How can stab resistant vests help protect our public transport professionals?
Well, it is estimated that the UK rail network alone carries in excess of 750 million passengers each year. If only a small percentage of these rail users travel without paying the appropriate fare the loss of revenue is considerable.
According to some of the UK’s leading public transport firms, we estimate that fare evasion costs the UK rail industry over £200 million a year.
Public Transport companies therefore employ Revenue Protection Inspectors or Fare Inspectors to patrol different forms of public transport (e.g. trains or buses) issuing penalty fares to passengers who travel without a valid ticket or without the correct ticket.

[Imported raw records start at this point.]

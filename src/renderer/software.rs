//! Software rasterizer back-end: textured vertical columns, horizontal
//! floor spans, and the far-to-near merge of see-through walls with
//! objects.

pub mod columns;
pub mod merge;
pub mod spans;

I strongly believe that lightweight stab resistant vests that also offer a great level of protection from blunt force trauma and hypodermic needles, will reduce the risk of physical injury when suffering from any type of assault by one of those individuals that have decided not to pay for their fare.

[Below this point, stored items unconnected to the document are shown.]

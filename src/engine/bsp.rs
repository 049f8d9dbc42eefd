//! ----------------------------------------------------------------------------
//! **BSP near-to-far traversal**
//!
//! Responsible for
//! * culling far-side subtrees whose bounding box is outside the view cone or
//!   behind fully occluded columns
//! * reject-culling segments whose sector cannot be seen from the camera's
//!   sector
//! * handing every camera-facing segment to `engine::walls`
//!
//! The walk stops as soon as every column is occluded.
//! ----------------------------------------------------------------------------

use std::ops::ControlFlow;

use crate::{
    engine::{engine::FramePass, walls::NEAR_CLIP, walls::project_segment},
    math::ceil_row,
    world::{Aabb, BspVisitor, SegmentId, SubSectorId},
};

impl BspVisitor for FramePass<'_> {
    fn visible(&mut self, bbox: &Aabb) -> bool {
        self.bbox_visible(bbox)
    }

    fn visit(&mut self, subsector: SubSectorId) -> ControlFlow<()> {
        self.draw_subsector(subsector);
        if self.frame.is_full() {
            ControlFlow::Break(())
        } else {
            ControlFlow::Continue(())
        }
    }
}

impl FramePass<'_> {
    /// Could anything inside `bbox` reach an open column?
    pub fn bbox_visible(&self, bbox: &Aabb) -> bool {
        let view = self.view;
        if bbox.contains(view.x, view.y) {
            return true;
        }
        let corners = bbox.corners().map(|c| view.vertex_to_view(c));

        if corners.iter().all(|&(d, _)| d < NEAR_CLIP) {
            return false;
        }
        // Entirely beyond the left or the right cone edge.
        if corners.iter().all(|&(d, l)| l > d) || corners.iter().all(|&(d, l)| -l > d) {
            return false;
        }

        if corners.iter().all(|&(d, _)| d >= NEAR_CLIP) {
            let (mut lo, mut hi) = (i32::MAX, i32::MIN);
            for &(d, l) in &corners {
                let x = ceil_row(view.screen_x(d, l));
                lo = lo.min(x);
                hi = hi.max(x);
            }
            return self
                .frame
                .any_open(lo.max(view.clip_left), hi.min(view.clip_right));
        }
        self.frame.any_open(view.clip_left, view.clip_right)
    }

    pub fn draw_subsector(&mut self, subsector: SubSectorId) {
        let level = self.level;
        let view = self.view;
        self.frame.visited.push(subsector);
        self.frame.stats.subsectors_visited += 1;

        let Some(ss) = level.subsectors.get(subsector as usize) else {
            return;
        };
        for index in ss.segs() {
            let seg = &level.segs[index];
            let sector = level.seg_sector(seg);
            if view
                .sector
                .is_some_and(|from| level.reject.is_rejected(from, sector))
            {
                continue;
            }
            if !level.seg_faces(seg, view.x, view.y) {
                continue;
            }

            self.frame.projected.push(index as SegmentId);
            self.frame.stats.segments_projected += 1;
            if let Some(proj) = project_segment(view, level, seg, self.frame) {
                self.render_segment(seg, &proj);
            }
            if self.frame.is_full() {
                break;
            }
        }
    }
}

#[cfg(test)]
mod tests {
    use crate::{
        engine::{
            config::RenderConfig,
            engine::FramePass,
            frame::FrameContext,
            shade::ShadeParams,
            view::View,
        },
        math::{ANGLE_180, to_fixed},
        renderer::Surface,
        world::{Aabb, Camera, ObjectList, TextureBank, builder::rectangle_room},
    };
    use glam::IVec2;

    fn with_pass(angle: u16, f: impl FnOnce(&mut FramePass)) {
        let level = rectangle_room(1024, 1024, 0, 128, 160, 0);
        let objects = ObjectList::new();
        let bank = TextureBank::default_with_checker();
        let cfg = RenderConfig::new(320, 200);
        let cam = Camera::new(to_fixed(512), to_fixed(512), to_fixed(41), angle);
        let view = View::new(&cam, &level, &cfg);
        let mut frame = FrameContext::new(&cfg);
        let mut surface = Surface::new(320, 200);
        let mut pass = FramePass {
            level: &level,
            objects: &objects,
            bank: &bank,
            view: &view,
            shade: ShadeParams::default(),
            frame: &mut frame,
            surface: &mut surface,
        };
        f(&mut pass);
    }

    fn boxed(x0: i32, y0: i32, x1: i32, y1: i32) -> Aabb {
        Aabb::new(IVec2::new(x0, y0), IVec2::new(x1, y1))
    }

    #[test]
    fn box_culling() {
        with_pass(0, |pass| {
            // Camera at (512, 512) looking east.
            assert!(pass.bbox_visible(&boxed(600, 480, 700, 540)));
            assert!(pass.bbox_visible(&boxed(500, 500, 520, 520)));
            assert!(!pass.bbox_visible(&boxed(100, 400, 300, 600)));
            // North of the cone: lateral greater than depth everywhere.
            assert!(!pass.bbox_visible(&boxed(560, 800, 600, 900)));
            assert!(!pass.bbox_visible(&boxed(560, 100, 600, 200)));
            // Straddling the camera plane with a corner inside the cone.
            assert!(pass.bbox_visible(&boxed(400, 300, 900, 350)));
            assert!(pass.bbox_visible(&boxed(400, 530, 900, 560)));
        });
    }

    #[test]
    fn occluded_columns_cull_boxes() {
        with_pass(ANGLE_180, |pass| {
            let bbox = boxed(300, 480, 400, 540);
            assert!(pass.bbox_visible(&bbox));
            for x in 0..320 {
                pass.frame.occlude(x);
            }
            assert!(!pass.bbox_visible(&bbox));
        });
    }
}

Of course, not everyone without a fare is a nasty and brutal individual, out there to seriously harm the first revenue protection officers they come across. Some passengers may well have forgotten to pay for the fare; they may just have had too many things on their mind. This is of course all possible!
Possible is also that a particular passenger without a ticket simply never pays for his/her fare, that person may well be intoxicated, under the influence of class A drugs or alcohol. That person may well suffer from mental illnesses or have a real violent history, which means he or she will certainly not stop form harming a revenue protection officer in order to avoid identification or even arrest.

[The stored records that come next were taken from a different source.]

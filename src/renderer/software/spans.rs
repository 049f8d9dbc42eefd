use std::ops::Range;

use crate::{math::Angle, renderer::Surface, world::Texture};

/// World-space texture position at the first pixel of a span and its
/// per-pixel step, all 16.16.
#[derive(Clone, Copy, Debug, Default, PartialEq, Eq)]
pub struct SpanCursor {
    pub u: i64,
    pub v: i64,
    pub du: i64,
    pub dv: i64,
}

/// Textured horizontal run of row `y`, wrapping in both directions.
pub fn draw_span(
    surface: &mut Surface,
    y: usize,
    xs: Range<usize>,
    tex: &Texture,
    cursor: SpanCursor,
    shade: &[u8; 256],
) {
    if tex.is_sky() || y >= surface.height() {
        return;
    }
    let (wmask, hmask) = (tex.width_mask(), tex.height_mask());
    let SpanCursor {
        mut u,
        mut v,
        du,
        dv,
    } = cursor;

    for x in xs.start..xs.end.min(surface.width()) {
        let tu = (u >> 16) as usize & wmask;
        let tv = (v >> 16) as usize & hmask;
        *surface.pixel_mut(x, y) = shade[tex.pixels[tu * tex.height + tv] as usize];
        u += du;
        v += dv;
    }
}

/// Unshaded copy from the backdrop, scrolled by the view angle.
pub fn draw_sky_span(
    surface: &mut Surface,
    y: usize,
    xs: Range<usize>,
    backdrop: &Texture,
    angle: Angle,
) {
    if backdrop.is_sky() || y >= surface.height() {
        return;
    }
    let (bw, bh) = (backdrop.width, backdrop.height);
    let scroll = (angle.wrapping_neg() as usize * bw) >> 16;
    let row = y.min(bh - 1);

    for x in xs.start..xs.end.min(surface.width()) {
        let col = (scroll + x) % bw;
        *surface.pixel_mut(x, y) = backdrop.pixels[col * bh + row];
    }
}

Risk Assessments & Stab Resistant Vests
In my operational career I had to write many many risk assessments, and I have learned that in most cases there are only two types of risks… ‘high risk’ or ‘unknown risk’.
Regardless of the fact that a train journey is crossing the most beautiful stretch of the British Isles and regardless of the fact that a bus journey might take place on a nice lovely sunny Sunday morning, the matter of fact is that we simply cannot know a) who will be on that train or bus, and b) what the passenger’s history is. What have they been through over the past 24 hours? What is the purpose of their journey? Who will be under the influence of drugs or alcohol? There are simply too many variables to conclude this operation should be classed as ‘low risk’ and hence additional safety measures are not worth exploring. Getting these risk assessments right means establishing correctly if stab resistant vests would benefit the frontline professional… of is the safety of that professional would be improved to a reasonable level.
I do believe that a revenue protection inspector is facing what I would class as ‘unknown risk’ every single time he or she is approaching a member of the public asking for the ticket. OF COURSE I agree that to 99.99% of times that question is asked… a positive response may well be the result. Having said that, I also believe that 0.01% of the above mentioned annual 750,000,000 passengers is a pretty interesting figure to work from.
In fact the figure is high enough for the British Transport Police and Chief Constable Paul Crowther to host a dedicated conference aimed at tackling and preventing violence and anti-social behaviour on public transport back in May this year.
Am I exaggerating?
Examples of Recent Incidents & Key Risks
- During bus journeys robberies drivers have been threatened with knives, air guns, even samurai swords. During train journeys innocent passengers have been threatened and subjected to violence and racial abuse, often resulting in on board staff getting involved.
- Recently a firework was thrown on to a bus. The driver managed to get out of the cabin in time but the force of the explosion damaged the cabin, shattering both front windscreens and damaging the assault screen.
- Anti-social behaviour… several incidents have been recorded where youths urinated down the periscope through which the driver sees the top deck of the bus. In some cases the driver has left his cab to talk to the youths and was attacked by them. Other countless reports highlight the cutting and destruction of seating.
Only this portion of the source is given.